----- SUPPLIED DATA -----
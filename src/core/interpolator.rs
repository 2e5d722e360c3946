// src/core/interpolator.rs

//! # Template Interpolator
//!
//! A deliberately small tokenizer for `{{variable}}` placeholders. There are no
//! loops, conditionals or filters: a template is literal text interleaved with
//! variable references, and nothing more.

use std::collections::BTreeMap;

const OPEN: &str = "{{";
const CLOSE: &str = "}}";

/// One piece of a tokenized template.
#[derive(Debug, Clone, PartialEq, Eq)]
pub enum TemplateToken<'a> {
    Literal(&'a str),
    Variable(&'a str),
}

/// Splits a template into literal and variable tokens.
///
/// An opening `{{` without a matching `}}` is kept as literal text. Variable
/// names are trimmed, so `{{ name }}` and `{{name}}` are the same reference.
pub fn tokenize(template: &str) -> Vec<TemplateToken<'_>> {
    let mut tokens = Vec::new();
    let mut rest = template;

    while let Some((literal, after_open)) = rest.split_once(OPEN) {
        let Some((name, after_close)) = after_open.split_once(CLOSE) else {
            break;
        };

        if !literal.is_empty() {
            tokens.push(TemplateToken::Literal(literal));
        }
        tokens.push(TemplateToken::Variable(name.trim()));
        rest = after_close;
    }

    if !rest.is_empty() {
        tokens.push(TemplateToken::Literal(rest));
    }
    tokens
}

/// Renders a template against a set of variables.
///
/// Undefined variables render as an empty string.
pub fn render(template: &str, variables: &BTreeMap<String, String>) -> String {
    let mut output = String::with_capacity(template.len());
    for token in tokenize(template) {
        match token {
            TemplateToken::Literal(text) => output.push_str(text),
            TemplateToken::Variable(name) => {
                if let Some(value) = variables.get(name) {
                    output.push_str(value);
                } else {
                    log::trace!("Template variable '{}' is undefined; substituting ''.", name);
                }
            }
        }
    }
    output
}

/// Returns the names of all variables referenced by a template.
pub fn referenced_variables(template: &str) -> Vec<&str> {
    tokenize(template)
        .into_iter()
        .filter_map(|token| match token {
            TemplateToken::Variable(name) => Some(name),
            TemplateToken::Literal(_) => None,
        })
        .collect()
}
-----
----- SUPPLIED DATA -----
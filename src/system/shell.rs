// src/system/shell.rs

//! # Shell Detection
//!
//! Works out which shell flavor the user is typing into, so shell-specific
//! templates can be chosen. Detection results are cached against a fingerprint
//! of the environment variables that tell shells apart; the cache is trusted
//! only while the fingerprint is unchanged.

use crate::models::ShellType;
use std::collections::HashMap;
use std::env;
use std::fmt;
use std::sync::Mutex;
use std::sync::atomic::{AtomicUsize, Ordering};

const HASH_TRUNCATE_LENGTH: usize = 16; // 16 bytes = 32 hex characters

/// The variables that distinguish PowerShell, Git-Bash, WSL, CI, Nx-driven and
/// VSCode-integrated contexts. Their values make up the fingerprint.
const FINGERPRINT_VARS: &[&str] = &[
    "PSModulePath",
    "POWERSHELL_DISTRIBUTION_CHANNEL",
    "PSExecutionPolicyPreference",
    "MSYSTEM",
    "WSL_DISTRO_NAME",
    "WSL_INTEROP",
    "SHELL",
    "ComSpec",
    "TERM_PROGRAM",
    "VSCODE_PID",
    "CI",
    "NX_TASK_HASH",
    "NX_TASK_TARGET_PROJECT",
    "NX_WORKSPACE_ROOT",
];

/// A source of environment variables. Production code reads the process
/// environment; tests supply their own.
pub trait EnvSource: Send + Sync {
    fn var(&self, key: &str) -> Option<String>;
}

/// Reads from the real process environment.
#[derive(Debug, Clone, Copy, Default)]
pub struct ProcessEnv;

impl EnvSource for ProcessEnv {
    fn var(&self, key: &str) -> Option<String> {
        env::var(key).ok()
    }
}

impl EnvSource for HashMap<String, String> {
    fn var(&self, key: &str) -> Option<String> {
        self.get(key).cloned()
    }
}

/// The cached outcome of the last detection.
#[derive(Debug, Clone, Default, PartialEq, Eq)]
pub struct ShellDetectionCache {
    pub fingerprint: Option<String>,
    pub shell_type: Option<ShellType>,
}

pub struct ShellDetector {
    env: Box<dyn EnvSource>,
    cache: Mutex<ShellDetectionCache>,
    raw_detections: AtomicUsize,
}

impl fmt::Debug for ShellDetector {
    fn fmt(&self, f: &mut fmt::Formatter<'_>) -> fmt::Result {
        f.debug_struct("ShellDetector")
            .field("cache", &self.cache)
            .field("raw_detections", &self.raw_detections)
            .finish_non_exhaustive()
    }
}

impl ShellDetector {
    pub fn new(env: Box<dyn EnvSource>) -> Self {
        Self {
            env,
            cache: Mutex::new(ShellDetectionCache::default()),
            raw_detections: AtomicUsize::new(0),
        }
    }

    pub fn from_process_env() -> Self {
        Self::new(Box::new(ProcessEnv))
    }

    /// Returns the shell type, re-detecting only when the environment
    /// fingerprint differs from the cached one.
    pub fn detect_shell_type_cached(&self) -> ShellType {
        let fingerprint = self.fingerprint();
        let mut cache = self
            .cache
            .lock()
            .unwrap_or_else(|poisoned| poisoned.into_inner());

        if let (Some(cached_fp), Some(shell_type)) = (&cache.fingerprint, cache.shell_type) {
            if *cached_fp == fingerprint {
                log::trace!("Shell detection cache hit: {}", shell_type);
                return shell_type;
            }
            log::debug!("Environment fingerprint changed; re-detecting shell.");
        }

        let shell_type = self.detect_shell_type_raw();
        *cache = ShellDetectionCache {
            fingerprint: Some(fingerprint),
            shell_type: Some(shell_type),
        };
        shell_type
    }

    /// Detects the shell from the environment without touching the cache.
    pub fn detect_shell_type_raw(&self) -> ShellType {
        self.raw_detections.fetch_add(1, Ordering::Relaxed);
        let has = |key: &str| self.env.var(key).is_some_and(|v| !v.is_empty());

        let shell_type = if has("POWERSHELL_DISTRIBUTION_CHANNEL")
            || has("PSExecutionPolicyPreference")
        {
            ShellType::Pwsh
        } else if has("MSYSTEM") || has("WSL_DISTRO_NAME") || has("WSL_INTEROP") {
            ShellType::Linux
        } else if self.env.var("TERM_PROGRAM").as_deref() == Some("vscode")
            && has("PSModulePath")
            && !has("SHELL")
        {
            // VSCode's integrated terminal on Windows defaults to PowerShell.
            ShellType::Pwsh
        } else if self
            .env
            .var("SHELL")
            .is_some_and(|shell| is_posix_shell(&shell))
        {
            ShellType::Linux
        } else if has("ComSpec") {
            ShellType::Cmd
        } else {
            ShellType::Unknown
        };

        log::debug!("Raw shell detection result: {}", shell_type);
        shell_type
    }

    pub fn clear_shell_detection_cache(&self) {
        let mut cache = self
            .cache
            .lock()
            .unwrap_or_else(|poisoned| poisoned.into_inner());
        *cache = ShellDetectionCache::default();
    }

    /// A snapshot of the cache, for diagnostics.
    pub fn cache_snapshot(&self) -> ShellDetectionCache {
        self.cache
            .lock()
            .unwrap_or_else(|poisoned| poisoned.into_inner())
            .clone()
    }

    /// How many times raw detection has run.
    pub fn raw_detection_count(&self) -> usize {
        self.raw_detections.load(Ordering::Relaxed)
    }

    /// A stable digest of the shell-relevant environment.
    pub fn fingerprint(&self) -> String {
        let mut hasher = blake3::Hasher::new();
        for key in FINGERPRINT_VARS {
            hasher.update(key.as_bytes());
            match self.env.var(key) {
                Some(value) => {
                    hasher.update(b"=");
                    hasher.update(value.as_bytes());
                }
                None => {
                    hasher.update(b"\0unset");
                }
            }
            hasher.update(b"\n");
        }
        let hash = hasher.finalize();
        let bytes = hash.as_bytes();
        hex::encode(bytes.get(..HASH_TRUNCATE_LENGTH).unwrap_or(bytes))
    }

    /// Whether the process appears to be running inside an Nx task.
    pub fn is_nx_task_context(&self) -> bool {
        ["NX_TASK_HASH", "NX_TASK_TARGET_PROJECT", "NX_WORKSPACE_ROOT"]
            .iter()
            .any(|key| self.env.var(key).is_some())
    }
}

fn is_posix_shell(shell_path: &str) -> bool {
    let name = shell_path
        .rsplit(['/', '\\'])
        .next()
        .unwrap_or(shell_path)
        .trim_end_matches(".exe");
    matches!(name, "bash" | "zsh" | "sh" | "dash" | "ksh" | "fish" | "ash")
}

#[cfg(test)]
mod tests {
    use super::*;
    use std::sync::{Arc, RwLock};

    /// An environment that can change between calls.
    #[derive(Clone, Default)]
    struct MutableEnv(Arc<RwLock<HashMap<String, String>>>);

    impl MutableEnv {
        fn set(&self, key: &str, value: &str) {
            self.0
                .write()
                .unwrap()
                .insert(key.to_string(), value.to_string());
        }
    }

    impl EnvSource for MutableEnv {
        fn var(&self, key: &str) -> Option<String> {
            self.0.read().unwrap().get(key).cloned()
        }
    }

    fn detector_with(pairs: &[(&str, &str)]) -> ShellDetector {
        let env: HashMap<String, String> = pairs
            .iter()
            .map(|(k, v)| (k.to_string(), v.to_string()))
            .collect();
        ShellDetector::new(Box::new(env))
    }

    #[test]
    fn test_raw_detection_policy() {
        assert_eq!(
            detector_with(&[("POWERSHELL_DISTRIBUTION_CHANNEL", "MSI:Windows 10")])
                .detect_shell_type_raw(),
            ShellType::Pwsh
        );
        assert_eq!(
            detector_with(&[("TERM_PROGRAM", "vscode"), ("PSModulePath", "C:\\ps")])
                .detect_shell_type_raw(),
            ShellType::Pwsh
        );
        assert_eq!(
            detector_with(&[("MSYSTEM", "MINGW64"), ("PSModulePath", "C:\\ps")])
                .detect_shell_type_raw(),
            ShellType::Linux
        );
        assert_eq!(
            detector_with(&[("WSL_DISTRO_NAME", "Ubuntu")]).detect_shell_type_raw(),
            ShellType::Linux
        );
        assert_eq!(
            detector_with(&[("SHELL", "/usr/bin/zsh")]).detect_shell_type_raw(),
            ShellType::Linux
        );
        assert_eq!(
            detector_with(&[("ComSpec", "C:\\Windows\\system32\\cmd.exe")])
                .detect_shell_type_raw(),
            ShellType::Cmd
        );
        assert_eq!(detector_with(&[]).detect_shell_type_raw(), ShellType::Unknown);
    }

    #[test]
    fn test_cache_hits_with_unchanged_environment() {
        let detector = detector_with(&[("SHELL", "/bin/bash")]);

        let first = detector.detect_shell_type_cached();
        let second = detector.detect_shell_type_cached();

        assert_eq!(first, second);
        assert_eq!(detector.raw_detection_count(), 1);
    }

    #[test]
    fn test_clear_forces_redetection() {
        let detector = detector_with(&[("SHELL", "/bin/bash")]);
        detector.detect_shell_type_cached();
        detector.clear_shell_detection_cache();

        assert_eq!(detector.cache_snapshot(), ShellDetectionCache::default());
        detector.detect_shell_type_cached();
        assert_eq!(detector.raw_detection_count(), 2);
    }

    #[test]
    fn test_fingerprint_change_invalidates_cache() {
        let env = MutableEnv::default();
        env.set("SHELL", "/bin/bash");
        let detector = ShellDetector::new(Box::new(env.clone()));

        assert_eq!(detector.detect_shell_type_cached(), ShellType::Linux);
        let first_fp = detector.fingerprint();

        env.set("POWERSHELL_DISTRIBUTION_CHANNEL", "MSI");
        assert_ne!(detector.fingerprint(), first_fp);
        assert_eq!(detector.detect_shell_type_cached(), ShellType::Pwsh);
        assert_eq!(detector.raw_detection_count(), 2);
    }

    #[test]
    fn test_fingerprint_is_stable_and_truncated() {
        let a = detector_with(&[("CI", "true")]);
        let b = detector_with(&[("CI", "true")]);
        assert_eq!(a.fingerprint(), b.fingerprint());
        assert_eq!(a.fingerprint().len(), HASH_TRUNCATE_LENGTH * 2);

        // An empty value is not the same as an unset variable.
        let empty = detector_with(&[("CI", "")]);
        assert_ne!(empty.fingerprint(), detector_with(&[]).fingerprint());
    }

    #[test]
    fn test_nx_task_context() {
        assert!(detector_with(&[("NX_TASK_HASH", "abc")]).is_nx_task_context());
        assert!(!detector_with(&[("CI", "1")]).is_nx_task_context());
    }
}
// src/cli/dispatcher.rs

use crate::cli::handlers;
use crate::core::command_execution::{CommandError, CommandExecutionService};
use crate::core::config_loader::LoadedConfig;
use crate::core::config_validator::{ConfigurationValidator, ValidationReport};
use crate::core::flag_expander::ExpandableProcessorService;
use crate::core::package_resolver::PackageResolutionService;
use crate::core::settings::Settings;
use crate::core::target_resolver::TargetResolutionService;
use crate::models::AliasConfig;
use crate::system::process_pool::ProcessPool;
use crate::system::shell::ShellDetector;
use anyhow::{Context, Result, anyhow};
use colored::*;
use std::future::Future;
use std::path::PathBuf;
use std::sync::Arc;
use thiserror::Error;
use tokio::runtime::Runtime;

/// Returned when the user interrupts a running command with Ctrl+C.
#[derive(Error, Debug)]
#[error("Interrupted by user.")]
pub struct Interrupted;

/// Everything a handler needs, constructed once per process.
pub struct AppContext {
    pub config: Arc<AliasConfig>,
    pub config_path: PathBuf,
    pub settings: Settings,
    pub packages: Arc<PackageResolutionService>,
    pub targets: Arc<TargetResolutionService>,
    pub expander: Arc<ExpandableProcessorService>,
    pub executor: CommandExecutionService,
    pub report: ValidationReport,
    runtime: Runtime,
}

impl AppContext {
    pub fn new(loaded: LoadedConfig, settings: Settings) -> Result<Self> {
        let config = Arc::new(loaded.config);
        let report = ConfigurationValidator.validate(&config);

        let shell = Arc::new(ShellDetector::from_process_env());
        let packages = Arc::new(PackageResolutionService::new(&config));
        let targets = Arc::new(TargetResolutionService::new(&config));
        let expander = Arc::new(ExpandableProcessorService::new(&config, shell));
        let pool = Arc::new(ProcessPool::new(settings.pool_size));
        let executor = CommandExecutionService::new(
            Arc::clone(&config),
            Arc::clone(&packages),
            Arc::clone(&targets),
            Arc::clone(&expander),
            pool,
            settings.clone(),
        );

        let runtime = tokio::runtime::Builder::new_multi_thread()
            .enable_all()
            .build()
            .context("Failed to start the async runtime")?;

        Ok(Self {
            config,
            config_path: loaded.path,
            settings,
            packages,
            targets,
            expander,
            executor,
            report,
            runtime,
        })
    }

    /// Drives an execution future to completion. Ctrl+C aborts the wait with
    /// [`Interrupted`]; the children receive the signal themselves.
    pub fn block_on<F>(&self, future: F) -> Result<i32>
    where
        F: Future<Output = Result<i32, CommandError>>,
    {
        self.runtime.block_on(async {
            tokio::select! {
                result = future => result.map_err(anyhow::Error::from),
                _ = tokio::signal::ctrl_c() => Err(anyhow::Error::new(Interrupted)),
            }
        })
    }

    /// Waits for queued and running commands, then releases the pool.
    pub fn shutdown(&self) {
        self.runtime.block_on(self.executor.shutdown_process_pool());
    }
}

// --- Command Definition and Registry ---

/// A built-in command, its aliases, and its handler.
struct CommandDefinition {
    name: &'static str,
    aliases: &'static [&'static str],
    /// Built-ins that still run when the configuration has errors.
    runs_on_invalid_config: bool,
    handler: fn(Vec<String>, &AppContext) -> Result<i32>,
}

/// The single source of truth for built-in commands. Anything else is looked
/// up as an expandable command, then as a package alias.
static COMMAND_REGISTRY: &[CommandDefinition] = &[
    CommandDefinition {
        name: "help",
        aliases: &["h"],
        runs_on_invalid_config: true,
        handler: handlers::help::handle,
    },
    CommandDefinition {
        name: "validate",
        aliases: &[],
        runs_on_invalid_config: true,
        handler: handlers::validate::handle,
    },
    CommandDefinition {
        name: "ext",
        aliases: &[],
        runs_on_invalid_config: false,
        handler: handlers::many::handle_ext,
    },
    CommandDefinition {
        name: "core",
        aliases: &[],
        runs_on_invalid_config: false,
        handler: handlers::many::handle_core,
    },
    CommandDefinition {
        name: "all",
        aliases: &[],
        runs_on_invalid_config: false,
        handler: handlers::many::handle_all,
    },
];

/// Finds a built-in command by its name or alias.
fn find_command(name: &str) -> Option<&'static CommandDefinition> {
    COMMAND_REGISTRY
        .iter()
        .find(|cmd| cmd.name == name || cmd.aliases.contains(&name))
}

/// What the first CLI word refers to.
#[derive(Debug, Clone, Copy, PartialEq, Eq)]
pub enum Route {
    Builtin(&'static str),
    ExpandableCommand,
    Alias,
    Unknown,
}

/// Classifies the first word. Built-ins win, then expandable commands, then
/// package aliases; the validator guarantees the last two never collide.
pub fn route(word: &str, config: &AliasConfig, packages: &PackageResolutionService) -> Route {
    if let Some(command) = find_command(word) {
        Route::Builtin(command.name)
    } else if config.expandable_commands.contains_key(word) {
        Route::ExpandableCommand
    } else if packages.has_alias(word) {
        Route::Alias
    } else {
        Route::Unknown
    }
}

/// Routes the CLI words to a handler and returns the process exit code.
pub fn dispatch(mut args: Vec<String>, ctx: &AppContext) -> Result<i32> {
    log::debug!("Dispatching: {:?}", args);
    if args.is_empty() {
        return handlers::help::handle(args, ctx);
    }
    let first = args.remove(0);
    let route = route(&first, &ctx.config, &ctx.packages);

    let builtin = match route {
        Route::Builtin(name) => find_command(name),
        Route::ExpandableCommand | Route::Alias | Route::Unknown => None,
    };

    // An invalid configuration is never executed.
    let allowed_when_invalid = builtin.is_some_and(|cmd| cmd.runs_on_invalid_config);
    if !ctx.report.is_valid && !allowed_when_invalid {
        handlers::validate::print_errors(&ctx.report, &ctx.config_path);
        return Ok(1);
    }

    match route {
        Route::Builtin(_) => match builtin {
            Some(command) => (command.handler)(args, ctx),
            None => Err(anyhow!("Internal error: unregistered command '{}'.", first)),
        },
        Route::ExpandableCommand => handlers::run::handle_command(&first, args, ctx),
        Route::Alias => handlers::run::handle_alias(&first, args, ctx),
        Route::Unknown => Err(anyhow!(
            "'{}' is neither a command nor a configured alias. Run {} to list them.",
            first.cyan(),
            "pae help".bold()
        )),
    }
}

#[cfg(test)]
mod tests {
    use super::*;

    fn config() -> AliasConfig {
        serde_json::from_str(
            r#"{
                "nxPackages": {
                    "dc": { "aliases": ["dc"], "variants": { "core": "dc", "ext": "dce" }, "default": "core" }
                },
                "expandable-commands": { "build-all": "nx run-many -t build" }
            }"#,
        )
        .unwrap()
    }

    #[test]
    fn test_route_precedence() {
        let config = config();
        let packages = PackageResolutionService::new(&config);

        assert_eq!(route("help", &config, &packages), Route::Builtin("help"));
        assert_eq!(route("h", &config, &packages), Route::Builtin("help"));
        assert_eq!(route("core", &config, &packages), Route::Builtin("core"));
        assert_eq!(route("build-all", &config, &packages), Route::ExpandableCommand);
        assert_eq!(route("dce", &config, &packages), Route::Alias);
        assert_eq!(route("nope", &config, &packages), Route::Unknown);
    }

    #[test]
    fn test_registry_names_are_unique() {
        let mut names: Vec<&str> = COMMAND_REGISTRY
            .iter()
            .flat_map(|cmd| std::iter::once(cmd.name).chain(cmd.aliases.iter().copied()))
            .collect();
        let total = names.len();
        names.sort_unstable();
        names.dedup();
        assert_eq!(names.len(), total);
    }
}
-----
Of the entries listed above, reproduce only the lines starting at the line containing "filename src/core/interpolator.rs" and ending at the line containing "while let Some((literal, after_open))". Include both, exactly as they stand.

filename src/core/interpolator.rs
repository 2e5d722e360c3946
// src/core/interpolator.rs

//! # Template Interpolator
//!
//! A deliberately small tokenizer for `{{variable}}` placeholders. There are no
//! loops, conditionals or filters: a template is literal text interleaved with
//! variable references, and nothing more.

use std::collections::BTreeMap;

const OPEN: &str = "{{";
const CLOSE: &str = "}}";

/// One piece of a tokenized template.
#[derive(Debug, Clone, PartialEq, Eq)]
pub enum TemplateToken<'a> {
    Literal(&'a str),
    Variable(&'a str),
}

/// Splits a template into literal and variable tokens.
///
/// An opening `{{` without a matching `}}` is kept as literal text. Variable
/// names are trimmed, so `{{ name }}` and `{{name}}` are the same reference.
pub fn tokenize(template: &str) -> Vec<TemplateToken<'_>> {
    let mut tokens = Vec::new();
    let mut rest = template;

    while let Some((literal, after_open)) = rest.split_once(OPEN) {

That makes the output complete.